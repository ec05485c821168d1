use crossterm::event::{
    Event, KeyCode, KeyEvent, KeyEventKind, KeyModifiers, MouseButton, MouseEvent, MouseEventKind,
};
use ratatui::layout::Rect;

use crate::app::model::Focus;
use crate::app::{App, Message, Model};
use crate::ui::{Hit, HitContext, hit_test};

impl App {
    pub(super) fn handle_event(&self, event: Event, model: &Model) -> Option<Message> {
        match event {
            Event::Key(key) => Self::handle_key(key, model),
            Event::Mouse(mouse) if self.mouse_enabled => Self::handle_mouse(mouse, model),
            Event::Paste(text) if model.focus == Focus::Input && !model.help_visible => {
                Some(Message::Paste(text))
            }
            Event::Resize(w, h) => Some(Message::Resize(w, h)),
            _ => None,
        }
    }

    pub(super) fn handle_key(key: KeyEvent, model: &Model) -> Option<Message> {
        if key.kind == KeyEventKind::Release {
            return None;
        }
        let ctrl = key.modifiers.contains(KeyModifiers::CONTROL);

        // Global bindings
        match key.code {
            KeyCode::Char('c' | 'q') if ctrl => return Some(Message::Quit),
            KeyCode::F(1) => return Some(Message::ToggleHelp),
            KeyCode::Char('l') if ctrl => return Some(Message::Redraw),
            _ => {}
        }

        if model.help_visible {
            return match key.code {
                KeyCode::Esc | KeyCode::Enter | KeyCode::Char('?' | 'q') => {
                    Some(Message::HideHelp)
                }
                _ => None,
            };
        }

        if matches!(key.code, KeyCode::Tab | KeyCode::BackTab) {
            return Some(Message::SwitchFocus);
        }

        match model.focus {
            Focus::Input => Self::handle_input_key(key, ctrl),
            Focus::List => Self::handle_list_key(key, model),
        }
    }

    fn handle_input_key(key: KeyEvent, ctrl: bool) -> Option<Message> {
        match key.code {
            KeyCode::Enter => Some(Message::Submit),
            KeyCode::Esc | KeyCode::Down => Some(Message::FocusList),
            KeyCode::Backspace => Some(Message::DeleteBack),
            KeyCode::Delete => Some(Message::DeleteForward),
            KeyCode::Left if ctrl => Some(Message::CursorWordLeft),
            KeyCode::Right if ctrl => Some(Message::CursorWordRight),
            KeyCode::Left => Some(Message::CursorLeft),
            KeyCode::Right => Some(Message::CursorRight),
            KeyCode::Home => Some(Message::CursorHome),
            KeyCode::End => Some(Message::CursorEnd),
            KeyCode::Char('a') if ctrl => Some(Message::CursorHome),
            KeyCode::Char('e') if ctrl => Some(Message::CursorEnd),
            KeyCode::Char('w') if ctrl => Some(Message::DeleteWordBack),
            KeyCode::Char('u') if ctrl => Some(Message::ClearToStart),
            KeyCode::Char(_) if ctrl => None,
            KeyCode::Char(c) => Some(Message::InsertChar(c)),
            _ => None,
        }
    }

    fn handle_list_key(key: KeyEvent, model: &Model) -> Option<Message> {
        match key.code {
            KeyCode::Char('j') | KeyCode::Down => Some(Message::SelectDown),
            KeyCode::Char('k') | KeyCode::Up => Some(Message::SelectUp),
            KeyCode::Char('g') | KeyCode::Home => Some(Message::SelectFirst),
            KeyCode::Char('G') | KeyCode::End => Some(Message::SelectLast),
            KeyCode::PageDown => Some(Message::PageDown),
            KeyCode::PageUp => Some(Message::PageUp),
            KeyCode::Char('e') | KeyCode::Enter => model.selected_id().map(Message::BeginEdit),
            KeyCode::Char('d' | 'x') | KeyCode::Delete => {
                model.selected_id().map(Message::Remove)
            }
            KeyCode::Char('i' | 'a') | KeyCode::Esc => Some(Message::FocusInput),
            KeyCode::Char('?') => Some(Message::ToggleHelp),
            KeyCode::Char('q') => Some(Message::Quit),
            _ => None,
        }
    }

    pub(super) fn handle_mouse(mouse: MouseEvent, model: &Model) -> Option<Message> {
        if model.help_visible {
            return matches!(mouse.kind, MouseEventKind::Up(MouseButton::Left))
                .then_some(Message::HideHelp);
        }

        match mouse.kind {
            MouseEventKind::ScrollDown => Some(Message::ScrollDown(3)),
            MouseEventKind::ScrollUp => Some(Message::ScrollUp(3)),
            MouseEventKind::Up(MouseButton::Left) => {
                let hit = hit_test(&hit_context(model), mouse.column, mouse.row)?;
                match hit {
                    Hit::Input => Some(Message::FocusInput),
                    Hit::Button => Some(Message::Submit),
                    Hit::Row(row) => Some(Message::Select(row)),
                    Hit::EditAction(row) => model.id_at(row).map(Message::BeginEdit),
                    Hit::DeleteAction(row) => model.id_at(row).map(Message::Remove),
                    Hit::ListBlank => Some(Message::FocusList),
                }
            }
            _ => None,
        }
    }
}

fn hit_context(model: &Model) -> HitContext<'_> {
    let (width, height) = model.size;
    HitContext {
        area: Rect::new(0, 0, width, height),
        labels: model.labels,
        editing: model.todos.is_editing(),
        list_offset: model.list_view.offset(),
        total_rows: model.todos.len(),
    }
}
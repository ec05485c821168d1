//! Application state and main event loop.
//!
//! This module implements The Elm Architecture (TEA):
//! - [`Model`]: The complete application state
//! - [`Message`]: All possible events and actions
//! - [`update`]: Pure function for state transitions
//! - [`App::run`]: Main event loop with rendering

mod event_loop;
mod input;
mod model;
mod update;

pub use model::{Focus, Model, ToastLevel};
pub use update::{Message, update};

use crate::labels::Lang;
use crate::ui::style::ThemeMode;

/// Main application struct that owns the terminal and runs the event loop.
pub struct App {
    lang: Lang,
    theme: ThemeMode,
    mouse_enabled: bool,
}

impl App {
    /// Create a new application with default settings.
    pub const fn new() -> Self {
        Self {
            lang: Lang::En,
            theme: ThemeMode::Dark,
            mouse_enabled: true,
        }
    }

    /// Choose the language of the on-screen labels.
    pub const fn with_lang(mut self, lang: Lang) -> Self {
        self.lang = lang;
        self
    }

    /// Choose the color theme.
    pub const fn with_theme(mut self, theme: ThemeMode) -> Self {
        self.theme = theme;
        self
    }

    /// Enable or disable mouse capture.
    pub const fn with_mouse(mut self, enabled: bool) -> Self {
        self.mouse_enabled = enabled;
        self
    }
}

impl Default for App {
    fn default() -> Self {
        Self::new()
    }
}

Problem to solve: Say how many lines in the entries include the word "Quit", with no text around the number.

Answer section: 2